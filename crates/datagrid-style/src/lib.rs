//! Per-cell styling for a datagrid over a columnar analytics view.
//!
//! Given a column's semantic type, its [`ColumnStyleConfig`] and a [`GridTheme`], the
//! [`CellStyleResolver`] turns each raw value into a [`CellRenderInstruction`]: formatted text
//! (via [`datagrid_format::FormatterRegistry`]), foreground/background colors, and optional rich
//! content such as links or bars.
//!
//! The [`color`] module holds the color math (OKLab blending, alpha compositing, contrast
//! inference) the resolver relies on.

pub mod color;

mod config;
mod error;
mod record;
mod resolver;
mod theme;
mod viewport;

pub use crate::color::Rgb;
pub use crate::config::{ColorMode, ColumnStyleConfig, NumberBgMode, NumberFgMode, MAX_FIXED};
pub use crate::error::{ConfigError, ConfigResult};
pub use crate::record::{make_color_record, ColorRecord, GRADIENT_HUE_SHIFT};
pub use crate::resolver::{
    BarAnchor, CellRenderInstruction, CellStyleResolver, RichContent, MAX_BAR_WIDTH_PCT,
};
pub use crate::theme::GridTheme;
pub use crate::viewport::{render_viewport, ColumnSchema, ViewportColumn};

pub use datagrid_format::{CellValue, SemanticType};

Work request: Wherever "CellStyleResolver" appears in the listing, report the line it is on.

Reply to the task:
//! [`CellStyleResolver`] turns each raw value into a [`CellRenderInstruction`]: formatted text
    BarAnchor, CellRenderInstruction, CellStyleResolver, RichContent, MAX_BAR_WIDTH_PCT,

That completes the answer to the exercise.